WORK ORDER: Print the whole listing, character for character.

EXERCISE INPUTS:

=====

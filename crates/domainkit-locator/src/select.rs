use std::path::Path;

use domainkit_core::ExtensionFilter;
use tracing::{debug, info, warn};

use crate::error::LocatorError;
use crate::scan::{parse_version, scan};
use crate::types::{Candidate, LocateReport, LocatorOptions, SkippedFile};

/// Returns the candidate with the highest version.
///
/// Ties keep the candidate encountered first.
pub fn select_highest<I>(candidates: I) -> Result<Candidate, LocatorError>
where
    I: IntoIterator<Item = Candidate>,
{
    candidates
        .into_iter()
        .reduce(|best, next| {
            if next.version > best.version {
                next
            } else {
                best
            }
        })
        .ok_or_else(|| LocatorError::NotFound {
            searched: "an empty candidate set".to_string(),
        })
}

/// Scans `root`, skips files without a version token and selects the highest
/// remaining candidate.
pub fn locate_highest(
    root: &Path,
    filter: &ExtensionFilter,
    options: LocatorOptions,
) -> Result<LocateReport, LocatorError> {
    let mut candidates = Vec::new();
    let mut skipped = Vec::new();
    let mut scanned = 0_usize;

    for path in scan(root, filter, options) {
        let path = path?;
        scanned += 1;
        match parse_version(&path) {
            Ok(candidate) => {
                debug!(
                    path = %candidate.path.display(),
                    version = %candidate.version,
                    "found versioned candidate"
                );
                candidates.push(candidate);
            }
            Err(err) if err.is_recoverable() => {
                warn!(path = %path.display(), reason = %err, "skipping file");
                skipped.push(SkippedFile {
                    path,
                    reason: err.to_string(),
                });
            }
            Err(err) => return Err(err),
        }
    }

    let selected = match pick_candidate(candidates) {
        Ok(selected) => selected,
        Err(LocatorError::NotFound { .. }) => {
            warn!(
                root = %root.display(),
                filter = %filter,
                scanned,
                skipped = skipped.len(),
                "no valid candidate found"
            );
            return Err(LocatorError::NotFound {
                searched: format!("{} matching {filter}", root.display()),
            });
        }
        Err(err) => return Err(err),
    };

    info!(
        path = %selected.path.display(),
        version = %selected.version,
        "selected highest version"
    );
    Ok(LocateReport {
        root: root.to_path_buf(),
        extension: filter.clone(),
        selected,
        skipped,
        scanned,
    })
}

pub(crate) fn pick_candidate(mut candidates: Vec<Candidate>) -> Result<Candidate, LocatorError> {
    if candidates.len() == 1 {
        if let Some(only) = candidates.pop() {
            return Ok(only);
        }
    }
    select_highest(candidates)
}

=====

ANSWER TO THE PROBLEM:
filename crates/domainkit-locator/src/select.rs
use std::path::Path;

use domainkit_core::ExtensionFilter;
use tracing::{debug, info, warn};

use crate::error::LocatorError;
use crate::scan::{parse_version, scan};
use crate::types::{Candidate, LocateReport, LocatorOptions, SkippedFile};

/// Returns the candidate with the highest version.
///
/// Ties keep the candidate encountered first.
pub fn select_highest<I>(candidates: I) -> Result<Candidate, LocatorError>
where
    I: IntoIterator<Item = Candidate>,
{
    candidates
        .into_iter()
        .reduce(|best, next| {
            if next.version > best.version {
                next
            } else {
                best
            }
        })
        .ok_or_else(|| LocatorError::NotFound {
            searched: "an empty candidate set".to_string(),
        })
}

/// Scans `root`, skips files without a version token and selects the highest
/// remaining candidate.
pub fn locate_highest(
    root: &Path,
    filter: &ExtensionFilter,
    options: LocatorOptions,
) -> Result<LocateReport, LocatorError> {
    let mut candidates = Vec::new();
    let mut skipped = Vec::new();
    let mut scanned = 0_usize;

    for path in scan(root, filter, options) {
        let path = path?;
        scanned += 1;
        match parse_version(&path) {
            Ok(candidate) => {
                debug!(
                    path = %candidate.path.display(),
                    version = %candidate.version,
                    "found versioned candidate"
                );
                candidates.push(candidate);
            }
            Err(err) if err.is_recoverable() => {
                warn!(path = %path.display(), reason = %err, "skipping file");
                skipped.push(SkippedFile {
                    path,
                    reason: err.to_string(),
                });
            }
            Err(err) => return Err(err),
        }
    }

    let selected = match pick_candidate(candidates) {
        Ok(selected) => selected,
        Err(LocatorError::NotFound { .. }) => {
            warn!(
                root = %root.display(),
                filter = %filter,
                scanned,
                skipped = skipped.len(),
                "no valid candidate found"
            );
            return Err(LocatorError::NotFound {
                searched: format!("{} matching {filter}", root.display()),
            });
        }
        Err(err) => return Err(err),
    };

    info!(
        path = %selected.path.display(),
        version = %selected.version,
        "selected highest version"
    );
    Ok(LocateReport {
        root: root.to_path_buf(),
        extension: filter.clone(),
        selected,
        skipped,
        scanned,
    })
}

pub(crate) fn pick_candidate(mut candidates: Vec<Candidate>) -> Result<Candidate, LocatorError> {
    if candidates.len() == 1 {
        if let Some(only) = candidates.pop() {
            return Ok(only);
        }
    }
    select_highest(candidates)
}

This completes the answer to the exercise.